Oh God, I'm back, Joe thought—for the thousandth or was it the ten-thousandth time—back in the Ardennes forest. Twenty-one year old Sergeant Joe Miller was doing his damnedest to dig himself deeper into the shallow, frozen trench with his battered helmet. The German assault was a complete surprise.
"Fubar, total fubar!" screamed Private Koslowski of the 106th laying beside him, clawing at the earth like a skinny manic hedgehog.
"Shut your yap, Koslowski!" Sergeant Miller said. "Krauts are all over the place."
This was supposed to be the 'Quiet Front'. Ike sent Joe's battle-hardened 2nd Infantry Division, the rookie 99th, and 106th here for a little R&R just before Christmas. And here they were, right back in the thick of it—again—some R&R.
Where did this German army come from? It wasn't supposed to exist. The Ike and Monte assumed it was beaten and on the run.
Joe heard the clanking, squealing, and roar of panzers and mechanized guns advancing in the distance. The heavy freezing fog made it impossible to draw a bead on 'em. How these monsters were managing to maneuver through the ice, snow, and the immense cathedral pines was beyond him. But there they were—closing in from the sound of it.
Joe was the senior non-com on the line without an officer in sight. It was all up to him.
"Pass the word," Joe told the squads in his sector. "Fall back two miles and dig in. We've got to give our boys time to regroup." He motioned for his own squad to stay put. "We'll cover ya."
"Damn them," Joe swore, listening to the German advance. "Damn them all." He pounded his fist into the frozen ground. This was not a good day to die. It was never a good day to die.
"Joe, are you all right?" a female voice asked.
He forced open his eyes and looked up at the stained acoustical tile ceiling. He felt the weight of his eighty-one year old body in the hospital bed.
How the hell did I end up this way, a helpless old fart? Why did I survive? So many better men than I died in those lousy woods. He sighed.

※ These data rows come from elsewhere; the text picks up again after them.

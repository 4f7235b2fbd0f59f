//! Protocol error types and response status codes.

use bolt_hessian::HessianError;
use bytes::Bytes;
use serde::{Deserialize, Serialize};
use std::fmt;
use thiserror::Error;

/// Errors raised while framing, encoding or decoding Bolt packets.
#[derive(Debug, Error)]
pub enum ProtocolError {
    #[error("Unknown protocol type:{0}")]
    UnknownProtocol(u8),

    #[error("unknown rpc type: {0}")]
    UnknownRpcType(u8),

    #[error("unknown command code: {0}")]
    UnknownCommand(u16),

    #[error("unknown codec: {0}")]
    UnknownCodec(u8),

    #[error("CRC check failed! expected {expected:#x}, got {actual:#x}")]
    CrcMismatch { expected: u32, actual: u32 },

    #[error("truncated packet: need {needed} more bytes")]
    Truncated { needed: usize },

    #[error("{field} too large: {size} bytes (max {max})")]
    FrameTooLarge {
        field: &'static str,
        size: usize,
        max: usize,
    },

    #[error("invalid UTF-8 in {0}")]
    InvalidUtf8(&'static str),

    #[error("malformed header block")]
    MalformedHeader,

    #[error("malformed content: {0}")]
    MalformedContent(String),

    #[error("hessian error: {0}")]
    Hessian(#[from] HessianError),

    #[error("no such Method '{method}' in Service '{service}'")]
    UnknownMethod { service: String, method: String },

    #[error("protobuf codec requested but no protobuf context is configured")]
    ProtobufUnavailable,

    #[error("protobuf error: {0}")]
    Protobuf(String),

    #[error("not found req for res#{0}")]
    SentRequestNotFound(u32),

    #[error("service:{service} spends {elapsed_ms}(ms), and exceed the {limit_ms}(ms) limit.")]
    ResponseTimeout {
        service: String,
        elapsed_ms: u64,
        limit_ms: u64,
    },
}

impl ProtocolError {
    /// Result code reported alongside the error, when it has one.
    pub fn result_code(&self) -> Option<&'static str> {
        match self {
            ProtocolError::ResponseTimeout { .. } => Some("03"),
            _ => None,
        }
    }
}

/// A fatal stream decode failure. Carries the bytes that were buffered when
/// decoding failed so the caller can inspect or log them.
#[derive(Debug, Error)]
#[error("failed to decode packet: {source} ({} buffered bytes)", .raw.len())]
pub struct DecodeError {
    #[source]
    pub source: ProtocolError,
    pub raw: Bytes,
}

/// Response status carried in the 16-bit status field.
///
/// Codes are part of the wire contract and must remain stable.
#[derive(Debug, Clone, Copy, PartialEq, Eq, Hash, Serialize, Deserialize)]
#[serde(rename_all = "SCREAMING_SNAKE_CASE")]
pub enum ResponseStatus {
    Success,
    Error,
    ServerException,
    Unknown,
    ServerThreadpoolBusy,
    ErrorComm,
    NoProcessor,
    Timeout,
    ClientSendError,
    CodecException,
    ConnectionClosed,
    /// Any code not in the table above.
    Other(u16),
}

impl ResponseStatus {
    pub fn from_code(code: u16) -> Self {
        match code {
            0 => ResponseStatus::Success,
            1 => ResponseStatus::Error,
            2 => ResponseStatus::ServerException,
            3 => ResponseStatus::Unknown,
            4 => ResponseStatus::ServerThreadpoolBusy,
            5 => ResponseStatus::ErrorComm,
            6 => ResponseStatus::NoProcessor,
            7 => ResponseStatus::Timeout,
            8 => ResponseStatus::ClientSendError,
            9 => ResponseStatus::CodecException,
            16 => ResponseStatus::ConnectionClosed,
            other => ResponseStatus::Other(other),
        }
    }

    pub fn code(&self) -> u16 {
        match self {
            ResponseStatus::Success => 0,
            ResponseStatus::Error => 1,
            ResponseStatus::ServerException => 2,
            ResponseStatus::Unknown => 3,
            ResponseStatus::ServerThreadpoolBusy => 4,
            ResponseStatus::ErrorComm => 5,
            ResponseStatus::NoProcessor => 6,
            ResponseStatus::Timeout => 7,
            ResponseStatus::ClientSendError => 8,
            ResponseStatus::CodecException => 9,
            ResponseStatus::ConnectionClosed => 16,
            ResponseStatus::Other(code) => *code,
        }
    }

    pub fn is_success(&self) -> bool {
        matches!(self, ResponseStatus::Success)
    }

    /// Returns whether a call failing with this status may succeed if retried.
    pub fn is_retryable(&self) -> bool {
        matches!(
            self,
            ResponseStatus::ServerThreadpoolBusy
                | ResponseStatus::Timeout
                | ResponseStatus::ConnectionClosed
                | ResponseStatus::ErrorComm
        )
    }

    /// Message used when the peer sent no usable error payload.
    pub fn default_message(&self) -> String {
        match self {
            ResponseStatus::Timeout => "Invoke timeout when invoke with callback.".to_string(),
            ResponseStatus::ConnectionClosed => {
                "Connection closed when invoke with callback.".to_string()
            }
            ResponseStatus::ServerThreadpoolBusy => {
                "Server thread pool busy when invoke with callback.".to_string()
            }
            other => format!(
                "Exception caught in invocation. responseStatus: {}",
                other.code()
            ),
        }
    }
}

impl fmt::Display for ResponseStatus {
    fn fmt(&self, f: &mut fmt::Formatter<'_>) -> fmt::Result {
        let s = match self {
            ResponseStatus::Success => "SUCCESS",
            ResponseStatus::Error => "ERROR",
            ResponseStatus::ServerException => "SERVER_EXCEPTION",
            ResponseStatus::Unknown => "UNKNOWN",
            ResponseStatus::ServerThreadpoolBusy => "SERVER_THREADPOOL_BUSY",
            ResponseStatus::ErrorComm => "ERROR_COMM",
            ResponseStatus::NoProcessor => "NO_PROCESSOR",
            ResponseStatus::Timeout => "TIMEOUT",
            ResponseStatus::ClientSendError => "CLIENT_SEND_ERROR",
            ResponseStatus::CodecException => "CODEC_EXCEPTION",
            ResponseStatus::ConnectionClosed => "CONNECTION_CLOSED",
            ResponseStatus::Other(code) => return write!(f, "STATUS_{code}"),
        };
        write!(f, "{}", s)
    }
}

#[cfg(test)]
mod tests {
    use super::*;

    #[test]
    fn test_status_code_roundtrip() {
        for code in [0u16, 1, 2, 3, 4, 5, 6, 7, 8, 9, 16, 42] {
            assert_eq!(ResponseStatus::from_code(code).code(), code);
        }
        assert_eq!(ResponseStatus::from_code(16), ResponseStatus::ConnectionClosed);
        assert_eq!(ResponseStatus::from_code(42), ResponseStatus::Other(42));
    }

    #[test]
    fn test_status_display() {
        assert_eq!(ResponseStatus::Success.to_string(), "SUCCESS");
        assert_eq!(
            ResponseStatus::ServerThreadpoolBusy.to_string(),
            "SERVER_THREADPOOL_BUSY"
        );
        assert_eq!(ResponseStatus::Other(12).to_string(), "STATUS_12");
    }

    #[test]
    fn test_status_retryable() {
        assert!(ResponseStatus::Timeout.is_retryable());
        assert!(ResponseStatus::ConnectionClosed.is_retryable());
        assert!(!ResponseStatus::ServerException.is_retryable());
        assert!(!ResponseStatus::Success.is_retryable());
    }

    #[test]
    fn test_default_messages() {
        assert_eq!(
            ResponseStatus::Timeout.default_message(),
            "Invoke timeout when invoke with callback."
        );
        assert_eq!(
            ResponseStatus::NoProcessor.default_message(),
            "Exception caught in invocation. responseStatus: 6"
        );
    }

    #[test]
    fn test_response_timeout_message() {
        let err = ProtocolError::ResponseTimeout {
            service: "com.demo.Svc:1.0#plus".into(),
            elapsed_ms: 250,
            limit_ms: 100,
        };
        assert_eq!(
            err.to_string(),
            "service:com.demo.Svc:1.0#plus spends 250(ms), and exceed the 100(ms) limit."
        );
        assert_eq!(err.result_code(), Some("03"));
        assert_eq!(ProtocolError::MalformedHeader.result_code(), None);
    }
}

"You were yelling in your sleep," said Adeline, Joe's VA nurse. "Are you okay?" She was in her fifties, a little on the heavy side, but a real sweetheart.
The hospital was older than she was, finished in 1940, the year Joe joined up, and it looked it. Oh, it was clean and all, but the old faded floor tiles, ancient lockers, and endless layers of paint told the true story.
"Yeah." He grimaced. "I'm alive if that's what you mean. It's that damn dream again."
His roommate, Charlie, was watching a DVD on his over-bed TV, Saving Private Ryan. Joe's division, the 2nd Infantry, had also been in Normandy. The movie was too damn real.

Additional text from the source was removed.